Как-то раз я сидел у неё вечером; сквозь полузадёрнутые портьеры с улицы доходил матовый свет круглых фонарей. Над её диваном горело бра. Я встал и подошёл к окну. Небо было звёздное и чистое.

- Мне иногда жаль тебя, - сказал я. - У меня такое впечатление, что тебя неоднократно обманывали и каждый раз после того, как ты говорила что-либо, о чем лучше было молчать, тебе впоследствии приходилось раскаиваться в этом. Я боюсь, что в числе твоих поклонников были люди, которых нельзя назвать джентльменами, - и вот теперь, обжёгшись на молоке, ты дуешь на воду.

Я обернулся. Она молчала, у неё было рассеянное и далёкое выражение лица.

- А может быть, - продолжал я, - у тебя нечто вроде душевного пневмоторакса. Но у какого доктора хватило жестокости это сделать?

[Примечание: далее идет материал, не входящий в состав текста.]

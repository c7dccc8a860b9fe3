use axum::{
    Router,
    http::HeaderValue,
    middleware,
    routing::{get, post},
};
use metrics_exporter_prometheus::PrometheusHandle;
use std::sync::Arc;
use tower_http::cors::{Any, CorsLayer};
use tower_http::trace::TraceLayer;

use crate::config::Config;
use crate::services::IncidentService;
use crate::state::SharedState;

mod error;
pub mod incidents;
mod observability;
mod system;
mod types;
pub mod validation;

pub use error::{ApiError, INCIDENT_NOT_FOUND, INVALID_PARAMETERS};
pub use system::LANDING_PAGE;
pub use types::*;

/// Prefix shared by every incident endpoint.
pub const API_PREFIX: &str = "/api/admin/v1";

/// Per-process context handed to every handler.
#[derive(Clone)]
pub struct AppState {
    pub shared: Arc<SharedState>,

    pub prometheus_handle: Option<PrometheusHandle>,
}

impl AppState {
    #[must_use]
    pub fn config(&self) -> &Config {
        &self.shared.config
    }

    #[must_use]
    pub fn store(&self) -> &crate::db::Store {
        &self.shared.store
    }

    #[must_use]
    pub fn incident_service(&self) -> &Arc<dyn IncidentService> {
        &self.shared.incident_service
    }
}

#[must_use]
pub fn create_app_state(
    shared: Arc<SharedState>,
    prometheus_handle: Option<PrometheusHandle>,
) -> Arc<AppState> {
    Arc::new(AppState {
        shared,
        prometheus_handle,
    })
}

pub async fn create_app_state_from_config(
    config: Config,
    prometheus_handle: Option<PrometheusHandle>,
) -> anyhow::Result<Arc<AppState>> {
    let shared = Arc::new(SharedState::new(config).await?);
    Ok(create_app_state(shared, prometheus_handle))
}

pub fn router(state: Arc<AppState>) -> Router {
    let cors_origins = &state.config().server.cors_allowed_origins;

    let cors_layer = if cors_origins.iter().any(|o| o == "*") {
        CorsLayer::new().allow_origin(Any)
    } else {
        let origins: Vec<HeaderValue> =
            cors_origins.iter().filter_map(|s| s.parse().ok()).collect();
        CorsLayer::new().allow_origin(origins)
    };

    let incident_routes = Router::new()
        .route(
            "/incidents",
            get(incidents::list_incidents).post(incidents::create_incident),
        )
        .route("/incidents/{incident_id}", post(incidents::update_incident));

    Router::new()
        .route("/", get(system::index))
        .route("/metrics", get(observability::get_metrics))
        .nest(API_PREFIX, incident_routes)
        .layer(cors_layer.allow_methods(Any).allow_headers(Any))
        .layer(TraceLayer::new_for_http())
        .layer(middleware::from_fn(observability::logging_middleware))
        .with_state(state)
}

- Два года тому назад в Лондоне, - сказала она своим спокойным и ленивым голосом, - я познакомилась с одним человеком.

И какая-то, почти неуловимая, её интонация заставила меня сразу насторожиться. Я продолжал стоять у окна. Мне казалось, что если я подойду к ней, или сяду в кресло рядом с диваном, или вообще сделаю несколько шагов по комнате, то первое же моё движение вдруг нарушит её настроение и я так и не узнаю, что она хотела мне сказать. Я даже не повернул головы - и в такой напряжённой неподвижности я стал слушать её рассказ. Она говорила на этот раз с полной и беззащитной откровенностью, - произошло то, чего я так давно и упорно ждал.

Это началось на вечере у её знакомых. Хозяин дома был человек пятидесяти лет, его жена была на двадцать лет моложе, чем он.

Мне хотелось спросить, какое значение для дальнейшего имеют подробности о возрасте хозяев, но я промолчал.

После очень плотного обеда были импровизированные выступления. Один из гостей недурно пел, другой читал стихи, какая-то дама очень мило танцевала. Последним выступал высокий мужчина, который играл на рояле вещи Скрябина. На Елену Николаевну эта музыка произвела крайне тягостное впечатление, которое невольно связывалось с её исполнителем. Когда, в середине вечера, он пригласил её танцевать, ей нужно было сделать усилие над собой, чтобы не отказать ему. Но танцевал он прекрасно и оказался, как она сказала, самым занимательным собеседником, какого она когда-либо встречала. У него было бледное лицо и очень блестящие глаза. То, что он говорил, было умно и верно и как-то всегда попадало в ритм музыки, под которую они танцевали. Этот человек был другом хозяина дома и любовником его жены: Елена Николаевна видела пристальный взгляд её синих глаз, не покидавший её партнёра все время.